What is required
Below are some records; print every one of them exactly.
BEGIN Data provided
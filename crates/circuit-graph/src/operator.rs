//! Operator capabilities consumed by the circuit graph.
//!
//! The graph never inspects concrete operator types. Everything it needs is
//! expressed through the [`Operator`] trait: the wires an operator acts on,
//! its parameters, and optionally a generator and a measurement return type.
//! [`Operation`] is a plain data implementation used for circuit descriptions.

use serde::{Deserialize, Serialize};
use std::collections::BTreeSet;
use std::fmt;

use crate::parameter::ParameterExpression;
use crate::wire::{Wire, Wires};

/// How an observable is measured.
#[derive(Debug, Clone, Copy, PartialEq, Eq, Hash, Serialize, Deserialize)]
#[serde(rename_all = "snake_case")]
pub enum ReturnType {
    /// Expectation value.
    Expectation,
    /// Variance.
    Variance,
    /// Raw samples.
    Sample,
    /// Computational basis probabilities.
    Probability,
}

impl fmt::Display for ReturnType {
    fn fmt(&self, f: &mut fmt::Formatter<'_>) -> fmt::Result {
        let s = match self {
            ReturnType::Expectation => "expval",
            ReturnType::Variance => "var",
            ReturnType::Sample => "sample",
            ReturnType::Probability => "probs",
        };
        write!(f, "{s}")
    }
}

/// Generator of a one-parameter operator: `U(θ) = exp(i · coefficient · θ · G)`.
#[derive(Debug, Clone, PartialEq, Serialize, Deserialize)]
pub struct Generator {
    /// Name of the generating observable.
    pub name: String,
    /// Wires the generator acts on.
    pub wires: Wires,
    /// Scalar prefactor.
    pub coefficient: f64,
}

impl Generator {
    /// Create a generator.
    pub fn new(name: impl Into<String>, wires: impl Into<Wires>, coefficient: f64) -> Self {
        Self {
            name: name.into(),
            wires: wires.into(),
            coefficient,
        }
    }
}

/// Capabilities the circuit graph requires from an operation or observable.
pub trait Operator {
    /// Name of the operator.
    fn name(&self) -> &str;

    /// Wires the operator acts on, in order.
    fn wires(&self) -> &Wires;

    /// Parameters of the operator, in their intrinsic order.
    fn parameters(&self) -> &[ParameterExpression] {
        &[]
    }

    /// Number of parameters.
    fn num_params(&self) -> usize {
        self.parameters().len()
    }

    /// Whether the parameter at `index` is trainable by default.
    ///
    /// Symbolic parameters are trainable, bound numbers are not.
    fn is_trainable_param(&self, index: usize) -> bool {
        self.parameters()
            .get(index)
            .is_some_and(ParameterExpression::is_symbolic)
    }

    /// Whether the operator carries at least one trainable parameter.
    fn is_parametrized(&self) -> bool {
        (0..self.num_params()).any(|i| self.is_trainable_param(i))
    }

    /// Generator and coefficient, for operators generated by an observable.
    fn generator(&self) -> Option<Generator> {
        None
    }

    /// Measurement return type. `Some` for observables only.
    fn return_type(&self) -> Option<ReturnType> {
        None
    }
}

/// A concrete operation or observable.
#[derive(Debug, Clone, PartialEq, Serialize, Deserialize)]
pub struct Operation {
    /// Operator name.
    pub name: String,
    /// Wires acted on.
    pub wires: Wires,
    /// Parameters, in order.
    #[serde(default)]
    pub params: Vec<ParameterExpression>,
    /// Generator, if known.
    #[serde(default, skip_serializing_if = "Option::is_none")]
    pub generator: Option<Generator>,
    /// Return type, for observables.
    #[serde(default, skip_serializing_if = "Option::is_none")]
    pub return_type: Option<ReturnType>,
}

impl Operation {
    /// Create an unparametrized operation.
    pub fn new(name: impl Into<String>, wires: impl Into<Wires>) -> Self {
        Self {
            name: name.into(),
            wires: wires.into(),
            params: vec![],
            generator: None,
            return_type: None,
        }
    }

    /// Set the parameters.
    #[must_use]
    pub fn with_params(mut self, params: impl IntoIterator<Item = ParameterExpression>) -> Self {
        self.params = params.into_iter().collect();
        self
    }

    /// Set the generator.
    #[must_use]
    pub fn with_generator(mut self, generator: Generator) -> Self {
        self.generator = Some(generator);
        self
    }

    /// Create an observable measured with `return_type`.
    pub fn observable(
        name: impl Into<String>,
        wires: impl Into<Wires>,
        return_type: ReturnType,
    ) -> Self {
        Self {
            return_type: Some(return_type),
            ..Self::new(name, wires)
        }
    }

    /// Expectation value of an observable.
    pub fn expval(name: impl Into<String>, wires: impl Into<Wires>) -> Self {
        Self::observable(name, wires, ReturnType::Expectation)
    }

    /// Samples of an observable.
    pub fn sample(name: impl Into<String>, wires: impl Into<Wires>) -> Self {
        Self::observable(name, wires, ReturnType::Sample)
    }

    fn pauli_rotation(
        name: &str,
        pauli: &str,
        theta: impl Into<ParameterExpression>,
        wire: impl Into<Wire>,
    ) -> Self {
        let wires = Wires::new([wire.into()]);
        Self::new(name, wires.clone())
            .with_params([theta.into()])
            .with_generator(Generator::new(pauli, wires, -0.5))
    }

    /// Rotation about the X axis.
    pub fn rx(theta: impl Into<ParameterExpression>, wire: impl Into<Wire>) -> Self {
        Self::pauli_rotation("RX", "PauliX", theta, wire)
    }

    /// Rotation about the Y axis.
    pub fn ry(theta: impl Into<ParameterExpression>, wire: impl Into<Wire>) -> Self {
        Self::pauli_rotation("RY", "PauliY", theta, wire)
    }

    /// Rotation about the Z axis.
    pub fn rz(theta: impl Into<ParameterExpression>, wire: impl Into<Wire>) -> Self {
        Self::pauli_rotation("RZ", "PauliZ", theta, wire)
    }

    /// Hadamard gate.
    pub fn hadamard(wire: impl Into<Wire>) -> Self {
        Self::new("Hadamard", Wires::new([wire.into()]))
    }

    /// Pauli-X gate.
    pub fn pauli_x(wire: impl Into<Wire>) -> Self {
        Self::new("PauliX", Wires::new([wire.into()]))
    }

    /// Controlled-NOT gate.
    pub fn cnot(control: impl Into<Wire>, target: impl Into<Wire>) -> Self {
        Self::new("CNOT", Wires::new([control.into(), target.into()]))
    }

    /// Symbols appearing in the parameters.
    pub fn symbols(&self) -> BTreeSet<&str> {
        self.params.iter().flat_map(ParameterExpression::symbols).collect()
    }

    /// Copy of this operation with `name` bound to `value` in every parameter.
    #[must_use]
    pub fn bind(&self, name: &str, value: f64) -> Self {
        Self {
            params: self.params.iter().map(|p| p.bind(name, value)).collect(),
            ..self.clone()
        }
    }
}

impl Operator for Operation {
    fn name(&self) -> &str {
        &self.name
    }

    fn wires(&self) -> &Wires {
        &self.wires
    }

    fn parameters(&self) -> &[ParameterExpression] {
        &self.params
    }

    fn generator(&self) -> Option<Generator> {
        self.generator.clone()
    }

    fn return_type(&self) -> Option<ReturnType> {
        self.return_type
    }
}

impl fmt::Display for Operation {
    fn fmt(&self, f: &mut fmt::Formatter<'_>) -> fmt::Result {
        if let Some(rt) = self.return_type {
            write!(f, "{rt}(")?;
        }
        write!(f, "{}", self.name)?;
        if !self.params.is_empty() {
            write!(f, "(")?;
            for (i, p) in self.params.iter().enumerate() {
                if i > 0 {
                    write!(f, ", ")?;
                }
                write!(f, "{p}")?;
            }
            write!(f, ")")?;
        }
        write!(f, " {}", self.wires)?;
        if self.return_type.is_some() {
            write!(f, ")")?;
        }
        Ok(())
    }
}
END Data provided
Output for this task
filename crates/circuit-graph/src/operator.rs
//! Operator capabilities consumed by the circuit graph.
//!
//! The graph never inspects concrete operator types. Everything it needs is
//! expressed through the [`Operator`] trait: the wires an operator acts on,
//! its parameters, and optionally a generator and a measurement return type.
//! [`Operation`] is a plain data implementation used for circuit descriptions.

use serde::{Deserialize, Serialize};
use std::collections::BTreeSet;
use std::fmt;

use crate::parameter::ParameterExpression;
use crate::wire::{Wire, Wires};

/// How an observable is measured.
#[derive(Debug, Clone, Copy, PartialEq, Eq, Hash, Serialize, Deserialize)]
#[serde(rename_all = "snake_case")]
pub enum ReturnType {
    /// Expectation value.
    Expectation,
    /// Variance.
    Variance,
    /// Raw samples.
    Sample,
    /// Computational basis probabilities.
    Probability,
}

impl fmt::Display for ReturnType {
    fn fmt(&self, f: &mut fmt::Formatter<'_>) -> fmt::Result {
        let s = match self {
            ReturnType::Expectation => "expval",
            ReturnType::Variance => "var",
            ReturnType::Sample => "sample",
            ReturnType::Probability => "probs",
        };
        write!(f, "{s}")
    }
}

/// Generator of a one-parameter operator: `U(θ) = exp(i · coefficient · θ · G)`.
#[derive(Debug, Clone, PartialEq, Serialize, Deserialize)]
pub struct Generator {
    /// Name of the generating observable.
    pub name: String,
    /// Wires the generator acts on.
    pub wires: Wires,
    /// Scalar prefactor.
    pub coefficient: f64,
}

impl Generator {
    /// Create a generator.
    pub fn new(name: impl Into<String>, wires: impl Into<Wires>, coefficient: f64) -> Self {
        Self {
            name: name.into(),
            wires: wires.into(),
            coefficient,
        }
    }
}

/// Capabilities the circuit graph requires from an operation or observable.
pub trait Operator {
    /// Name of the operator.
    fn name(&self) -> &str;

    /// Wires the operator acts on, in order.
    fn wires(&self) -> &Wires;

    /// Parameters of the operator, in their intrinsic order.
    fn parameters(&self) -> &[ParameterExpression] {
        &[]
    }

    /// Number of parameters.
    fn num_params(&self) -> usize {
        self.parameters().len()
    }

    /// Whether the parameter at `index` is trainable by default.
    ///
    /// Symbolic parameters are trainable, bound numbers are not.
    fn is_trainable_param(&self, index: usize) -> bool {
        self.parameters()
            .get(index)
            .is_some_and(ParameterExpression::is_symbolic)
    }

    /// Whether the operator carries at least one trainable parameter.
    fn is_parametrized(&self) -> bool {
        (0..self.num_params()).any(|i| self.is_trainable_param(i))
    }

    /// Generator and coefficient, for operators generated by an observable.
    fn generator(&self) -> Option<Generator> {
        None
    }

    /// Measurement return type. `Some` for observables only.
    fn return_type(&self) -> Option<ReturnType> {
        None
    }
}

/// A concrete operation or observable.
#[derive(Debug, Clone, PartialEq, Serialize, Deserialize)]
pub struct Operation {
    /// Operator name.
    pub name: String,
    /// Wires acted on.
    pub wires: Wires,
    /// Parameters, in order.
    #[serde(default)]
    pub params: Vec<ParameterExpression>,
    /// Generator, if known.
    #[serde(default, skip_serializing_if = "Option::is_none")]
    pub generator: Option<Generator>,
    /// Return type, for observables.
    #[serde(default, skip_serializing_if = "Option::is_none")]
    pub return_type: Option<ReturnType>,
}

impl Operation {
    /// Create an unparametrized operation.
    pub fn new(name: impl Into<String>, wires: impl Into<Wires>) -> Self {
        Self {
            name: name.into(),
            wires: wires.into(),
            params: vec![],
            generator: None,
            return_type: None,
        }
    }

    /// Set the parameters.
    #[must_use]
    pub fn with_params(mut self, params: impl IntoIterator<Item = ParameterExpression>) -> Self {
        self.params = params.into_iter().collect();
        self
    }

    /// Set the generator.
    #[must_use]
    pub fn with_generator(mut self, generator: Generator) -> Self {
        self.generator = Some(generator);
        self
    }

    /// Create an observable measured with `return_type`.
    pub fn observable(
        name: impl Into<String>,
        wires: impl Into<Wires>,
        return_type: ReturnType,
    ) -> Self {
        Self {
            return_type: Some(return_type),
            ..Self::new(name, wires)
        }
    }

    /// Expectation value of an observable.
    pub fn expval(name: impl Into<String>, wires: impl Into<Wires>) -> Self {
        Self::observable(name, wires, ReturnType::Expectation)
    }

    /// Samples of an observable.
    pub fn sample(name: impl Into<String>, wires: impl Into<Wires>) -> Self {
        Self::observable(name, wires, ReturnType::Sample)
    }

    fn pauli_rotation(
        name: &str,
        pauli: &str,
        theta: impl Into<ParameterExpression>,
        wire: impl Into<Wire>,
    ) -> Self {
        let wires = Wires::new([wire.into()]);
        Self::new(name, wires.clone())
            .with_params([theta.into()])
            .with_generator(Generator::new(pauli, wires, -0.5))
    }

    /// Rotation about the X axis.
    pub fn rx(theta: impl Into<ParameterExpression>, wire: impl Into<Wire>) -> Self {
        Self::pauli_rotation("RX", "PauliX", theta, wire)
    }

    /// Rotation about the Y axis.
    pub fn ry(theta: impl Into<ParameterExpression>, wire: impl Into<Wire>) -> Self {
        Self::pauli_rotation("RY", "PauliY", theta, wire)
    }

    /// Rotation about the Z axis.
    pub fn rz(theta: impl Into<ParameterExpression>, wire: impl Into<Wire>) -> Self {
        Self::pauli_rotation("RZ", "PauliZ", theta, wire)
    }

    /// Hadamard gate.
    pub fn hadamard(wire: impl Into<Wire>) -> Self {
        Self::new("Hadamard", Wires::new([wire.into()]))
    }

    /// Pauli-X gate.
    pub fn pauli_x(wire: impl Into<Wire>) -> Self {
        Self::new("PauliX", Wires::new([wire.into()]))
    }

    /// Controlled-NOT gate.
    pub fn cnot(control: impl Into<Wire>, target: impl Into<Wire>) -> Self {
        Self::new("CNOT", Wires::new([control.into(), target.into()]))
    }

    /// Symbols appearing in the parameters.
    pub fn symbols(&self) -> BTreeSet<&str> {
        self.params.iter().flat_map(ParameterExpression::symbols).collect()
    }

    /// Copy of this operation with `name` bound to `value` in every parameter.
    #[must_use]
    pub fn bind(&self, name: &str, value: f64) -> Self {
        Self {
            params: self.params.iter().map(|p| p.bind(name, value)).collect(),
            ..self.clone()
        }
    }
}

impl Operator for Operation {
    fn name(&self) -> &str {
        &self.name
    }

    fn wires(&self) -> &Wires {
        &self.wires
    }

    fn parameters(&self) -> &[ParameterExpression] {
        &self.params
    }

    fn generator(&self) -> Option<Generator> {
        self.generator.clone()
    }

    fn return_type(&self) -> Option<ReturnType> {
        self.return_type
    }
}

impl fmt::Display for Operation {
    fn fmt(&self, f: &mut fmt::Formatter<'_>) -> fmt::Result {
        if let Some(rt) = self.return_type {
            write!(f, "{rt}(")?;
        }
        write!(f, "{}", self.name)?;
        if !self.params.is_empty() {
            write!(f, "(")?;
            for (i, p) in self.params.iter().enumerate() {
                if i > 0 {
                    write!(f, ", ")?;
                }
                write!(f, "{p}")?;
            }
            write!(f, ")")?;
        }
        write!(f, " {}", self.wires)?;
        if self.return_type.is_some() {
            write!(f, ")")?;
        }
        Ok(())
    }
}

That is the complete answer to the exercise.